A device for burning hydrogen-sulfide containing gas to produce process gas that contains hydrogen sulfide and sulfur dioxide for the Claus process is known from DE 34 30 015 C1, comprising a combustion chamber for generating the process gas at temperatures of 1000 to 1300° C., with tubes supplying air and hydrogen sulfide containing gas to the combustion chamber and with auxiliary firing in an auxiliary firing space merging into the combustion chamber, wherein the combustion gases of the auxiliary firing system are routed to the combustion chamber and the auxiliary firing system is provided with supply lines for hydrocarbon-rich heating gas, water vapor and air. At least one burner opens out into the combustion chamber, such burner being equipped with a central tube for oxygen supply, this central tube being coaxially surrounded by a second tube for supplying the feed gas that contains the hydrogen sulfide, and with an annular duct being arranged coaxially around the second tube for routing combustion air into the combustion chamber. This device enables feed gases with heavily fluctuating contents of hydrogen sulfide and heavily fluctuating feed gas rates to be processed. At extremely low hydrogen sulfide content, combustion takes place with pure oxygen, at extremely high hydrogen sulfur content, with air and under normal conditions, with air and oxygen.
In the Claus process, the feed gas containing the hydrogen sulfide is initially converted to a mixture of hydrogen sulfide and sulfur dioxide by partial combustion with the objective of adjusting a molar ratio of the two components of 2:1. The gas mixture thus obtained is converted to elemental sulfur and water in a catalytic Claus plant, and the offgas is fed to a desulfurizing facility. The offgas of the desulfurizing unit is typically modified to sulfur dioxide in a thermal post-combustion system so that an offgas forms which, however, only contains a small amount of sulfur dioxide.
In order to be able to process hydrogen-sulfide feed gas which also contains hydrocarbons and carbon dioxide, it is suggested pursuant to EP 0 315 225 B1 to feed the burner with gas which contains hydrogen sulfide as well as hydrocarbons or carbon dioxide, generating a temperature of 2000 to 3000° C. in the core zone of the burner flame and where a gas mixture of carbon monoxide and hydrogen is discharged from the combustion chamber at a temperature of up to 1650° C. Due to the high temperatures prevailing in the burner flame, most of the carbon dioxide contained in the feed gas is split into carbon monoxide and oxygen; water is partly decomposed to hydrogen and oxygen. In this way, part of the oxygen needed to maintain the high temperatures required in the flame zone of the burner and in the combustion chamber is made available so that the total oxygen demand can be kept low. The hydrogen existent in the product gas mixture of the combustion chamber is valuable for the downstream treatment of the gas mixture because hydrogenating reactions are thus viable without the addition of external hydrogen. Moreover, the gas components, hydrogen and carbon monoxide, can be used as synthesis gas.

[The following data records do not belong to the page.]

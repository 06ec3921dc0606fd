use thiserror::Error;

/// Application-wide error type
#[derive(Error, Debug)]
pub enum AppError {
    /// `start()` while the streamer is already running
    #[error("Busy: streamer is already running")]
    Busy,

    /// Push before the track is open, or an operation before a required bind
    #[error("Not ready: {0}")]
    NotReady(String),

    #[error("Runtime error: {0}")]
    RuntimeError(String),

    #[error("Invalid argument: {0}")]
    ArgsError(String),

    #[error("Not implemented: {0}")]
    NotImplemented(String),

    #[error("Configuration error: {0}")]
    Config(String),

    #[error("Database error: {0}")]
    Database(#[from] sqlx::Error),

    #[error("IO error: {0}")]
    Io(#[from] std::io::Error),

    #[error("Serialization error: {0}")]
    Serialization(#[from] serde_json::Error),

    #[error("WebRTC error: {0}")]
    WebRtcError(String),
}

impl AppError {
    /// Whether this is the `NotReady` status a per-frame push reports while no viewer is attached
    pub fn is_not_ready(&self) -> bool {
        matches!(self, AppError::NotReady(_))
    }
}

/// Result type alias
pub type Result<T> = std::result::Result<T, AppError>;
//! Captured and encoded frame containers

use bytes::{Bytes, BytesMut};
use std::time::Instant;

use super::format::{PixelFormat, Resolution};

/// One captured raw picture
#[derive(Debug, Clone)]
pub struct VideoFrame {
    data: Bytes,
    pub resolution: Resolution,
    pub format: PixelFormat,
    /// Capture sequence number
    pub sequence: u64,
    pub capture_ts: Instant,
}

impl VideoFrame {
    pub fn new(data: Bytes, resolution: Resolution, format: PixelFormat, sequence: u64) -> Self {
        Self {
            data,
            resolution,
            format,
            sequence,
            capture_ts: Instant::now(),
        }
    }

    pub fn data(&self) -> &[u8] {
        &self.data
    }

    /// Cheap clone of the underlying buffer
    pub fn data_bytes(&self) -> Bytes {
        self.data.clone()
    }

    pub fn len(&self) -> usize {
        self.data.len()
    }

    pub fn is_empty(&self) -> bool {
        self.data.is_empty()
    }

    pub fn width(&self) -> u32 {
        self.resolution.width
    }

    pub fn height(&self) -> u32 {
        self.resolution.height
    }
}

/// Output of one encoder pop: the NAL units completed since the last pop
///
/// The encoder emits parameter sets and the keyframe they describe in the same
/// batch, so a batch with more than one unit marks a decodable starting point.
#[derive(Debug, Clone, Default)]
pub struct EncodedBatch {
    units: Vec<Bytes>,
}

impl EncodedBatch {
    pub fn new(units: Vec<Bytes>) -> Self {
        Self { units }
    }

    pub fn push(&mut self, unit: Bytes) {
        self.units.push(unit);
    }

    pub fn units(&self) -> &[Bytes] {
        &self.units
    }

    /// Number of units in the batch
    pub fn len(&self) -> usize {
        self.units.len()
    }

    pub fn is_empty(&self) -> bool {
        self.units.is_empty()
    }

    pub fn total_size(&self) -> usize {
        self.units.iter().map(|u| u.len()).sum()
    }

    /// Join the units into one contiguous access unit
    pub fn concat(&self) -> Bytes {
        if self.units.len() == 1 {
            return self.units[0].clone();
        }
        let mut out = BytesMut::with_capacity(self.total_size());
        for unit in &self.units {
            out.extend_from_slice(unit);
        }
        out.freeze()
    }
}

#[cfg(test)]
mod tests {
    use super::*;

    #[test]
    fn test_concat_preserves_order() {
        let batch = EncodedBatch::new(vec![
            Bytes::from_static(&[0, 0, 0, 1, 0x67]),
            Bytes::from_static(&[0, 0, 0, 1, 0x68]),
            Bytes::from_static(&[0, 0, 0, 1, 0x65, 0xAA]),
        ]);
        assert_eq!(batch.len(), 3);
        assert_eq!(batch.total_size(), 16);
        assert_eq!(
            batch.concat().as_ref(),
            &[0, 0, 0, 1, 0x67, 0, 0, 0, 1, 0x68, 0, 0, 0, 1, 0x65, 0xAA]
        );
    }

    #[test]
    fn test_empty_batch() {
        let batch = EncodedBatch::default();
        assert!(batch.is_empty());
        assert!(batch.concat().is_empty());
    }
}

When burning a feed gas stream containing hydrogen sulfide with pure oxygen exclusively, the outer annular duct is continuously purged with a small amount of air in order to prevent combustion gases leaving the combustion chamber from flowing back through the annular duct.
The mission of the present invention is to control the process described first in such a way that in the case of feed gas that contains hydrogen sulfide which can exclusively be burnt with pure oxygen, the supply of air via the external annular duct into the combustion chamber can be omitted.
The mission of the present invention is accomplished by purging the external annular duct with inert gas, preferably carbon dioxide, in order to suppress the reflux of combustion gases from the combustion chamber so that the combustion takes place with pure O2 (>90%) exclusively.
A beneficial aspect is that the carbon dioxide accumulating in gas scavenging processes, particularly the carbon dioxide obtained by desorption of laden methanol, can be used as purge gas.
An appropriate device for implementing the method features the arrangement of the burners in one or more circles surrounding the auxiliary firing space.